Data for this task:
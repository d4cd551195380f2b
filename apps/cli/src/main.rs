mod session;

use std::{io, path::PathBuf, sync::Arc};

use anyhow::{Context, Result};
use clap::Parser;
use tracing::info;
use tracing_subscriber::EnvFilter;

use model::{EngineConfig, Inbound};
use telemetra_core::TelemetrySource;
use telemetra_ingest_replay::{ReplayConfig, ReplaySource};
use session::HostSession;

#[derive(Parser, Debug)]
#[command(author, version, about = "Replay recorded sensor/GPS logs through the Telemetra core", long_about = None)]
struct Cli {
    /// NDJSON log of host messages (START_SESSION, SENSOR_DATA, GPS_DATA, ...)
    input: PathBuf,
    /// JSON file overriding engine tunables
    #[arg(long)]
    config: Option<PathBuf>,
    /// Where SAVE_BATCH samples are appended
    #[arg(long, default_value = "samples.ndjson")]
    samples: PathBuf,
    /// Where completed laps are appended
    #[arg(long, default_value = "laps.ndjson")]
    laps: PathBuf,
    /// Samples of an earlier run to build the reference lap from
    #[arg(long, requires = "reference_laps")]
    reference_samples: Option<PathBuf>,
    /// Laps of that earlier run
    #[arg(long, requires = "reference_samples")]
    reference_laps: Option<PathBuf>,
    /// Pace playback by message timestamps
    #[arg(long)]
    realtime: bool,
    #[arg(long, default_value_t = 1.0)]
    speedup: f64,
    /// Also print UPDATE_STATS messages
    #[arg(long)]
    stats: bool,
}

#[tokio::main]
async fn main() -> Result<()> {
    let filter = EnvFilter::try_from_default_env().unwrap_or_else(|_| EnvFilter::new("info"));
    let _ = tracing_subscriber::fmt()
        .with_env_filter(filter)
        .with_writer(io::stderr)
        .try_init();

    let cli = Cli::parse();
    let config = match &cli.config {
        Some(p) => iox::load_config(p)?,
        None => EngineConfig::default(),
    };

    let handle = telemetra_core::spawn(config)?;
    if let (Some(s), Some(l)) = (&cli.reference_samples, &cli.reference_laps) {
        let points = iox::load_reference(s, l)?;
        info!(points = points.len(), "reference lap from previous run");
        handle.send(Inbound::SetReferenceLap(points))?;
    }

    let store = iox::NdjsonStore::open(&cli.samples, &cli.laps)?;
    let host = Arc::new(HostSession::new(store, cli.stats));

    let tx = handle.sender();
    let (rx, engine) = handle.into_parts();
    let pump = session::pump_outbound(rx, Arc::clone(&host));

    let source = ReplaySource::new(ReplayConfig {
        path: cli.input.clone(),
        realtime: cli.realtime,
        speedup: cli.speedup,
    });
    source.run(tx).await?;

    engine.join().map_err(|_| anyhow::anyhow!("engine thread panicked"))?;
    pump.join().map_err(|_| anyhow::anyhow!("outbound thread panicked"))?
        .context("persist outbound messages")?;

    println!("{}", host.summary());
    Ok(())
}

---

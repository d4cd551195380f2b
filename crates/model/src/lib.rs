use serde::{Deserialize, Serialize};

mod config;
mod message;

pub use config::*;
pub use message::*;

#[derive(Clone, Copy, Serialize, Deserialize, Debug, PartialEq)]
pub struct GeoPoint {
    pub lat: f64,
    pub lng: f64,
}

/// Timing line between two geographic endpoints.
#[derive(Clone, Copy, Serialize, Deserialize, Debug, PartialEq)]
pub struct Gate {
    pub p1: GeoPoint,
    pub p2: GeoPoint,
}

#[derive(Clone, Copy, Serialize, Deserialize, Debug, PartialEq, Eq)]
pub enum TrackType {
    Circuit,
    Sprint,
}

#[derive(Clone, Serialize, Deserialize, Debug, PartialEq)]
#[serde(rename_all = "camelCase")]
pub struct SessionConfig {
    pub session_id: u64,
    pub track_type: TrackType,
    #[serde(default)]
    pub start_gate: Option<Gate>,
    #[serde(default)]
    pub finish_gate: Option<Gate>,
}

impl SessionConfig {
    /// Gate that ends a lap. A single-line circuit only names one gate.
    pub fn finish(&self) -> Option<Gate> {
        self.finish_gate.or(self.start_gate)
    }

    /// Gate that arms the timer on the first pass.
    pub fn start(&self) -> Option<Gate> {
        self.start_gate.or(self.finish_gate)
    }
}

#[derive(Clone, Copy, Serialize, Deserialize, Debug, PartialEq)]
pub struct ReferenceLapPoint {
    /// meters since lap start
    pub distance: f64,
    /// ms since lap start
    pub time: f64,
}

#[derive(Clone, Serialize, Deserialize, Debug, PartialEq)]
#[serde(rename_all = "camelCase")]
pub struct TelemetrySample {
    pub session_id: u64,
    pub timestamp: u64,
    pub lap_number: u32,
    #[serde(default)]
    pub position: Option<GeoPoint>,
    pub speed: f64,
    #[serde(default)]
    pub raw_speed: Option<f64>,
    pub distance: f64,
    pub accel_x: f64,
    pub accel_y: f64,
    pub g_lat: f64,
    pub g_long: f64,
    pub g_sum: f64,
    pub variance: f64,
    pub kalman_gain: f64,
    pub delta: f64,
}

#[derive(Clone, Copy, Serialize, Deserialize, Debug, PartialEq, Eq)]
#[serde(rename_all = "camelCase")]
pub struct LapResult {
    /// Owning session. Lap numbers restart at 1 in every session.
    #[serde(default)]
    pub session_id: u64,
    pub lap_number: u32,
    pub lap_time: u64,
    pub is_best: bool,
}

* * *

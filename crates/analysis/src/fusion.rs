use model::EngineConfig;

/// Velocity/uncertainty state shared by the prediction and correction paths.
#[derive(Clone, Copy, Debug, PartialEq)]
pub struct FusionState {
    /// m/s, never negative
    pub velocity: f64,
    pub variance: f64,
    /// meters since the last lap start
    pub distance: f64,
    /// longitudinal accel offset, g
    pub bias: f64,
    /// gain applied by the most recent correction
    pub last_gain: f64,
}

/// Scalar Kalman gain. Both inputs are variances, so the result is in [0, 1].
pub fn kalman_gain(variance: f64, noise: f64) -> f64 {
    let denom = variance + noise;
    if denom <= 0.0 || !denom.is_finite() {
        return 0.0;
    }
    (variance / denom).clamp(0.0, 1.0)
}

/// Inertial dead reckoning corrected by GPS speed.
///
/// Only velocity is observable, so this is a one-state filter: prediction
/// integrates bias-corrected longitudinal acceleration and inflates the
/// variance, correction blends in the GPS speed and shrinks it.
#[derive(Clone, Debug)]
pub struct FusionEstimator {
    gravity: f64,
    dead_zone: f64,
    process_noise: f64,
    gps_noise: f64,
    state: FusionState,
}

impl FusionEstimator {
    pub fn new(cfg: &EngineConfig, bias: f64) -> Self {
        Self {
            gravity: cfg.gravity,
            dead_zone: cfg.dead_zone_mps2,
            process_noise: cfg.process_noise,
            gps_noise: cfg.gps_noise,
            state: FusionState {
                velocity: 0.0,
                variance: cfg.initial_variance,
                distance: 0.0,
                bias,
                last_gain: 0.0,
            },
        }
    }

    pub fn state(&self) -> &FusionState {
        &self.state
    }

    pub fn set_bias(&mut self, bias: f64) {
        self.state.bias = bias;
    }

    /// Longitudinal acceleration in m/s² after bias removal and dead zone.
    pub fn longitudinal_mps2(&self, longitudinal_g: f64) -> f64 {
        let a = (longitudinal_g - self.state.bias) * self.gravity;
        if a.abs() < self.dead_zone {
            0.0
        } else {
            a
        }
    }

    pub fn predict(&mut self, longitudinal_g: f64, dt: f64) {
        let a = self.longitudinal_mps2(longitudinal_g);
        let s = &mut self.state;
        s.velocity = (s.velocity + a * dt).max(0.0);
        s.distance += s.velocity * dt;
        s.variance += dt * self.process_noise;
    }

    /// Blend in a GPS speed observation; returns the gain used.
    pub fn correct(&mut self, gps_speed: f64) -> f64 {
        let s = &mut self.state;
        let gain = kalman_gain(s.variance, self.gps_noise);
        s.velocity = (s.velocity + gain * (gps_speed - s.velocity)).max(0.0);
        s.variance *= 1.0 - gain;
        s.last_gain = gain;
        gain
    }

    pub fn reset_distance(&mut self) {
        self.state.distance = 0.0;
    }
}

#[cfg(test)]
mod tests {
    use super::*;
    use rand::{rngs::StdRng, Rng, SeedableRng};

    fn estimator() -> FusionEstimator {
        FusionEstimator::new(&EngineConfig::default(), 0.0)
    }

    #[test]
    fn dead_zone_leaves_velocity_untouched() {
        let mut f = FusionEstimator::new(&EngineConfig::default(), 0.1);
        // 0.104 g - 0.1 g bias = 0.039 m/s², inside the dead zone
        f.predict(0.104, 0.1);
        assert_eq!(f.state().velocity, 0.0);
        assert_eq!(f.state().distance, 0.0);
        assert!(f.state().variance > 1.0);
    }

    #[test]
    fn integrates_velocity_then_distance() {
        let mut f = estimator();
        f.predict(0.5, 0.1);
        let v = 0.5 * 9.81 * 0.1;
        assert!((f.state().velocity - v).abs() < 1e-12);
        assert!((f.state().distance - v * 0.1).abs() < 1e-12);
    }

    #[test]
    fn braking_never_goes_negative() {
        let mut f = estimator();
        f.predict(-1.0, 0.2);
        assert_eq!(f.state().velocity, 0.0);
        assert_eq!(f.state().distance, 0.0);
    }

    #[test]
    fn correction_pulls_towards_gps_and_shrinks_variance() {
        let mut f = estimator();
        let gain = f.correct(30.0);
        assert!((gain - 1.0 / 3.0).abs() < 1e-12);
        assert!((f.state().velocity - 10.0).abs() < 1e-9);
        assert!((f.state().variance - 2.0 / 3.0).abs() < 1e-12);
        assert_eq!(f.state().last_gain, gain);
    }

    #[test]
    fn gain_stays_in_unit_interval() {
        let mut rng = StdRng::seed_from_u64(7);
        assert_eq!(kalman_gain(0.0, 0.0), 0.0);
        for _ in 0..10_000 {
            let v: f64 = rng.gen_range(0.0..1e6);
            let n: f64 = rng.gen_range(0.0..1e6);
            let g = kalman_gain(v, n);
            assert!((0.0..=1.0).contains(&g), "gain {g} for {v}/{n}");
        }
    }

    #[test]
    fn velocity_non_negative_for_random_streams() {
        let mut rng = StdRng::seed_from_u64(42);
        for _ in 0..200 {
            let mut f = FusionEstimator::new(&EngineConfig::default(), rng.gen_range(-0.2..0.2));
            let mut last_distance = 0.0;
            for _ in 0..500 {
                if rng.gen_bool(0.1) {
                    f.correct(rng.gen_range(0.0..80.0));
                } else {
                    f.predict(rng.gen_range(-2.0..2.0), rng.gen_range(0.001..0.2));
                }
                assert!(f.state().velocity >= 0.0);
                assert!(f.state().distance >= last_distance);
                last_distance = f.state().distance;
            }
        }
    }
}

Exercise: Copy every line of the data above in which the string "store" appears.

Result:
    let store = iox::NdjsonStore::open(&cli.samples, &cli.laps)?;
    let host = Arc::new(HostSession::new(store, cli.stats));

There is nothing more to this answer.